== Input material ==

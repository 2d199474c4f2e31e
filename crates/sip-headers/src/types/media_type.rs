//! # Media Types
//!
//! MIME media types as used by Content-Type and Accept
//! ([RFC 3261 Section 20.1](https://datatracker.ietf.org/doc/html/rfc3261#section-20.1)):
//!
//! ```text
//! media-type  = m-type SLASH m-subtype *(SEMI m-parameter)
//! media-range = ( "*/*" / ( m-type SLASH "*" ) / ( m-type SLASH m-subtype ) ) *( SEMI m-parameter )
//! ```
//!
//! In an Accept value the media parameters end at the first `q` parameter;
//! whatever follows it is an accept-extension. [`split_media_range`] finds
//! that boundary on the scanned parameter list, so a `q` inside a quoted
//! value is never mistaken for it.
//!
//! ## Examples
//!
//! ```rust
//! use rvoip_sip_headers::prelude::*;
//!
//! let mut text = MediaType::new("text", "plain").unwrap();
//! text.set_param(Parameter::new("charset", "utf-8").unwrap()).unwrap();
//! assert_eq!(text.to_string(), "text/plain;charset=utf-8");
//!
//! // Type and subtype compare without regard to case
//! assert_eq!(MediaType::new("Application", "SDP").unwrap(), MediaType::sdp());
//! ```

use std::fmt;

use nom::sequence::tuple;
use serde::{Deserialize, Serialize};

use super::header::HeaderField;
use super::param::{Parameter, ParameterList};
use crate::defaults::{DEFAULT_ACCEPT_SUBTYPE, DEFAULT_ACCEPT_TYPE};
use crate::error::{Error, Result};
use crate::grammar::is_token;
use crate::parser::params::semicolon_params0;
use crate::parser::separators::slash;
use crate::parser::{parse_complete, token};

/// A `type/subtype` pair with its media parameters.
#[derive(Debug, Clone, Default, Eq, Serialize, Deserialize)]
pub struct MediaType {
    media_type: String,
    subtype: String,
    params: ParameterList,
}

fn check_part(property: &'static str, value: &str) -> Result<()> {
    if value.is_empty() {
        return Err(Error::missing(property));
    }
    if !is_token(value) {
        return Err(Error::format(property, value));
    }
    Ok(())
}

impl MediaType {
    /// Creates a media type, or a media range when either part is `*`.
    pub fn new(media_type: impl Into<String>, subtype: impl Into<String>) -> Result<Self> {
        let mut media = MediaType::default();
        media.set_essence(media_type, subtype)?;
        Ok(media)
    }

    /// `application/sdp`
    pub fn sdp() -> Self {
        MediaType {
            media_type: DEFAULT_ACCEPT_TYPE.to_string(),
            subtype: DEFAULT_ACCEPT_SUBTYPE.to_string(),
            params: ParameterList::new(),
        }
    }

    pub fn media_type(&self) -> &str {
        &self.media_type
    }

    pub fn subtype(&self) -> &str {
        &self.subtype
    }

    /// Replaces type and subtype, keeping the parameters.
    pub fn set_essence(&mut self, media_type: impl Into<String>, subtype: impl Into<String>) -> Result<()> {
        let media_type = media_type.into();
        let subtype = subtype.into();
        check_part("media type", &media_type)?;
        check_part("media subtype", &subtype)?;
        if media_type == "*" && subtype != "*" {
            return Err(Error::format("media range", format!("{}/{}", media_type, subtype)));
        }
        self.media_type = media_type;
        self.subtype = subtype;
        Ok(())
    }

    pub fn params(&self) -> &ParameterList {
        &self.params
    }

    pub(crate) fn params_mut(&mut self) -> &mut ParameterList {
        &mut self.params
    }

    /// Adds or replaces a media parameter. `q` is not a media parameter.
    pub fn set_param(&mut self, param: Parameter) -> Result<()> {
        if param.is_named("q") {
            return Err(Error::format("media parameter", param.name()));
        }
        self.params.set(param);
        Ok(())
    }

    pub fn remove_param(&mut self, name: &str) -> Option<Parameter> {
        self.params.remove(name)
    }

    /// `*/*` or `type/*`
    pub fn is_range(&self) -> bool {
        self.subtype == "*"
    }

    /// True when type and subtype are unset.
    pub fn is_empty(&self) -> bool {
        self.media_type.is_empty() && self.subtype.is_empty()
    }

    pub fn clear(&mut self) {
        self.media_type.clear();
        self.subtype.clear();
        self.params.clear();
    }
}

impl PartialEq for MediaType {
    fn eq(&self, other: &Self) -> bool {
        self.media_type.eq_ignore_ascii_case(&other.media_type)
            && self.subtype.eq_ignore_ascii_case(&other.subtype)
            && self.params == other.params
    }
}

impl fmt::Display for MediaType {
    fn fmt(&self, f: &mut fmt::Formatter<'_>) -> fmt::Result {
        if self.is_empty() {
            return Ok(());
        }
        write!(f, "{}/{}{}", self.media_type, self.subtype, self.params)
    }
}

/// A scanned media range: type, subtype, the media parameters and the
/// parameters from the first `q` onwards.
pub(crate) struct MediaRangeParts<'a> {
    pub media_type: &'a str,
    pub subtype: &'a str,
    pub media_params: Vec<Parameter>,
    pub accept_params: Vec<Parameter>,
}

/// Scans `type/subtype *(;param)` and splits the parameters at the first
/// one named `q`. Returns `None` when the value does not have that shape.
pub(crate) fn split_media_range(value: &str) -> Option<MediaRangeParts<'_>> {
    let (media_type, _, subtype, mut params) =
        parse_complete(tuple((token, slash, token, semicolon_params0)), value)?;
    let accept_params = match params.iter().position(|p| p.is_named("q")) {
        Some(at) => params.split_off(at),
        None => Vec::new(),
    };
    Some(MediaRangeParts {
        media_type,
        subtype,
        media_params: params,
        accept_params,
    })
}

impl MediaRangeParts<'_> {
    /// Validates type and subtype and attaches the media parameters.
    pub(crate) fn into_media_type(self) -> Result<(MediaType, Vec<Parameter>)> {
        let mut media = MediaType::new(self.media_type, self.subtype)?;
        media.params = self.media_params.into_iter().collect();
        Ok((media, self.accept_params))
    }
}

/// Capability of headers whose value is a media type.
///
/// The media type is only reachable mutably through the setters, so each
/// header keeps its own rules on what it accepts.
pub trait MediaTyped: HeaderField {
    fn media(&self) -> &MediaType;

    /// Replaces type and subtype, keeping the media parameters.
    fn set_media_type(&mut self, media_type: &str, subtype: &str) -> Result<()>;

    /// Adds or replaces a media parameter.
    fn set_media_param(&mut self, param: Parameter) -> Result<()>;

    fn media_type(&self) -> &str {
        self.media().media_type()
    }

    fn media_subtype(&self) -> &str {
        self.media().subtype()
    }

    fn media_param(&self, name: &str) -> Option<&str> {
        self.media().params().value(name)
    }
}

===

What to work on:
Output the lines above between the one holding "media.params = self.media_params.into_iter().collect();" and the one holding "keeping the media parameters.", inclusive, with nothing before or after them.

Completed task:
        media.params = self.media_params.into_iter().collect();
        Ok((media, self.accept_params))
    }
}

/// Capability of headers whose value is a media type.
///
/// The media type is only reachable mutably through the setters, so each
/// header keeps its own rules on what it accepts.
pub trait MediaTyped: HeaderField {
    fn media(&self) -> &MediaType;

    /// Replaces type and subtype, keeping the media parameters.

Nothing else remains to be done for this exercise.